=== Problem ===
From the material below, copy each line that holds the word "Result".

=== Input data ===
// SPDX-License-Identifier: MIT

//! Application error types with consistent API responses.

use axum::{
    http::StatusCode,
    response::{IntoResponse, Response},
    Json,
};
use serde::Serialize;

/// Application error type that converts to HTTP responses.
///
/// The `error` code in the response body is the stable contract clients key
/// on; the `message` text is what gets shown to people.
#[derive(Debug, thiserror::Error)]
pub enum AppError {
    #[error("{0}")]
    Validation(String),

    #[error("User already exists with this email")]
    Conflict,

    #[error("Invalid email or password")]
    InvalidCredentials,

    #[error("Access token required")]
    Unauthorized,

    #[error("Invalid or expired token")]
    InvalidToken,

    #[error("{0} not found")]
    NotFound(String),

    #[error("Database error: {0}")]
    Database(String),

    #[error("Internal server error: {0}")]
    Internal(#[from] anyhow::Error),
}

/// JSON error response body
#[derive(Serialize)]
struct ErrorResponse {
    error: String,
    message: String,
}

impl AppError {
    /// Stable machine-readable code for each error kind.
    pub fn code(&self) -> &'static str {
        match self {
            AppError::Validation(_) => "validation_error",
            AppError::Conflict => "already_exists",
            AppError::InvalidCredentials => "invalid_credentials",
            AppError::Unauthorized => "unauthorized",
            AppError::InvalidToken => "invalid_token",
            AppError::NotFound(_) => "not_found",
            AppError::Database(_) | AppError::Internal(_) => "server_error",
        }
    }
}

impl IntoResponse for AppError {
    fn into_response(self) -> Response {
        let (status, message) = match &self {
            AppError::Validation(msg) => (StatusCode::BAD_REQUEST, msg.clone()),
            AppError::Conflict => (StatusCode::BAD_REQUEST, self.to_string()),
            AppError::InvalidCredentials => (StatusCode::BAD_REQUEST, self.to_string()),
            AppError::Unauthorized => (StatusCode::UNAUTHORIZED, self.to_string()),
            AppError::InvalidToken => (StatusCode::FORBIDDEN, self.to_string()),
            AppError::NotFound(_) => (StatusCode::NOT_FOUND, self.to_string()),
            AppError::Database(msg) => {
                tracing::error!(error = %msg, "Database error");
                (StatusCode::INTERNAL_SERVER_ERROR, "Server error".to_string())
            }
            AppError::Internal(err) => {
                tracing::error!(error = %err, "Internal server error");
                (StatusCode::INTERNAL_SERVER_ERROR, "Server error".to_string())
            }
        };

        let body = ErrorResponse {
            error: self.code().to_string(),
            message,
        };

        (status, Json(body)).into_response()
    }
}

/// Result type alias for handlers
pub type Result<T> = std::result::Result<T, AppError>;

=== Completed task ===
/// Result type alias for handlers
pub type Result<T> = std::result::Result<T, AppError>;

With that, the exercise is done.